Some components or modules in forte may require some extra requirements:

pip install forte[data_aug]: Install packages required for data augmentation modules.
pip install forte[ir]: Install packages required for Information Retrieval Supports
pip install forte[remote]: Install packages required for pipeline serving functionalities, such as Remote Processor.
pip install forte[audio_ext]: Install packages required for Forte Audio support, such as Audio Reader.
pip install forte[stave]: Install packages required for Stave integration.
pip install forte[models]: Install packages required for ner training, srl, srl with new training system, and srl_predictor and ner_predictor
pip install forte[test]: Install packages required for running unit tests.
pip install forte[wikipedia]: Install packages required for reading wikipedia datasets.

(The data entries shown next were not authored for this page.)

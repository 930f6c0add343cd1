//! One-shot flash messages.
//!
//! Messages queued while handling a request are either shown on the page that
//! request renders or, when it redirects, carried to the next page in a
//! cookie. Showing a message consumes it.

use axum::{
    extract::FromRequestParts,
    http::request::Parts,
    response::{IntoResponse, Redirect, Response},
};
use axum_extra::extract::cookie::{Cookie, CookieJar, SameSite};
use base64::{Engine, engine::general_purpose::URL_SAFE_NO_PAD};
use serde::{Deserialize, Serialize};

use crate::middleware::AppState;

/// Cookie carrying messages across a redirect.
pub const MESSAGES_COOKIE: &str = "codestar_messages";

/// Browsers reject cookies much larger than this.
const MAX_COOKIE_SIZE: usize = 4096;

/// Message severity, also used as the CSS class suffix.
#[derive(Debug, Clone, Copy, PartialEq, Eq, Serialize, Deserialize)]
#[serde(rename_all = "lowercase")]
pub enum Level {
    Success,
    Error,
    Info,
}

/// A user-visible message.
#[derive(Debug, Clone, PartialEq, Eq, Serialize, Deserialize)]
pub struct Message {
    pub level: Level,
    pub text: String,
}

/// Flash messages for the current request.
///
/// Extracting this reads whatever the previous response left in the cookie.
#[derive(Debug)]
pub struct Flash {
    jar: CookieJar,
    incoming: bool,
    messages: Vec<Message>,
    secure: bool,
}

impl Flash {
    fn from_jar(jar: CookieJar, secure: bool) -> Self {
        let stored = jar.get(MESSAGES_COOKIE).map(|c| decode(c.value()));
        let incoming = stored.is_some();

        Self {
            jar,
            incoming,
            messages: stored.unwrap_or_default(),
            secure,
        }
    }

    /// Queue a message.
    pub fn push(&mut self, level: Level, text: impl Into<String>) {
        self.messages.push(Message {
            level,
            text: text.into(),
        });
    }

    /// Queue a success message.
    pub fn success(&mut self, text: impl Into<String>) {
        self.push(Level::Success, text);
    }

    /// Queue an error message.
    pub fn error(&mut self, text: impl Into<String>) {
        self.push(Level::Error, text);
    }

    /// Queue an informational message.
    pub fn info(&mut self, text: impl Into<String>) {
        self.push(Level::Info, text);
    }

    /// Change other cookies on the response this flash ends up in.
    #[must_use]
    pub fn with_jar(mut self, f: impl FnOnce(CookieJar) -> CookieJar) -> Self {
        self.jar = f(self.jar);
        self
    }

    /// Take every pending message for display on the page being rendered.
    ///
    /// The returned jar clears the messages cookie if one arrived.
    #[must_use]
    pub fn consume(self) -> (CookieJar, Vec<Message>) {
        let jar = if self.incoming {
            self.jar.remove(Cookie::build((MESSAGES_COOKIE, "")).path("/"))
        } else {
            self.jar
        };
        (jar, self.messages)
    }

    /// Redirect with `303 See Other`, keeping pending messages for the next
    /// page.
    #[must_use]
    pub fn redirect(self, to: &str) -> Response {
        let secure = self.secure;
        let (jar, mut messages) = self.consume();

        if messages.is_empty() {
            return (jar, Redirect::to(to)).into_response();
        }

        // Oldest messages are dropped first when the cookie would be too big
        let mut value = encode(&messages);
        while value.len() > MAX_COOKIE_SIZE && !messages.is_empty() {
            messages.remove(0);
            value = encode(&messages);
        }

        let cookie = Cookie::build((MESSAGES_COOKIE, value))
            .path("/")
            .http_only(true)
            .same_site(SameSite::Lax)
            .secure(secure);

        (jar.add(cookie), Redirect::to(to)).into_response()
    }
}

impl FromRequestParts<AppState> for Flash {
    type Rejection = std::convert::Infallible;

    async fn from_request_parts(
        parts: &mut Parts,
        state: &AppState,
    ) -> Result<Self, Self::Rejection> {
        let jar = CookieJar::from_headers(&parts.headers);
        Ok(Self::from_jar(jar, state.cookies.secure))
    }
}

fn encode(messages: &[Message]) -> String {
    URL_SAFE_NO_PAD.encode(serde_json::to_vec(messages).unwrap_or_default())
}

fn decode(value: &str) -> Vec<Message> {
    let decoded = URL_SAFE_NO_PAD
        .decode(value)
        .ok()
        .and_then(|bytes| serde_json::from_slice(&bytes).ok());

    decoded.unwrap_or_else(|| {
        tracing::debug!("Discarding unreadable messages cookie");
        Vec::new()
    })
}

pip install forte[nlp]: Install packages required for additional NLP supports, such as subword_tokenizer and texar encoder
pip install forte[extractor]: Install packages required for extractor-based training system, extractor, train_preprocessor, tagging trainer, DataPack dataset, types, and converter.
pip install forte[payload] install packages required for payload. ## Quick Start Guide Writing NLP pipelines with Forte is easy. The following example creates a simple pipeline that analyzes the sentences, tokens, and named entities from a piece of text.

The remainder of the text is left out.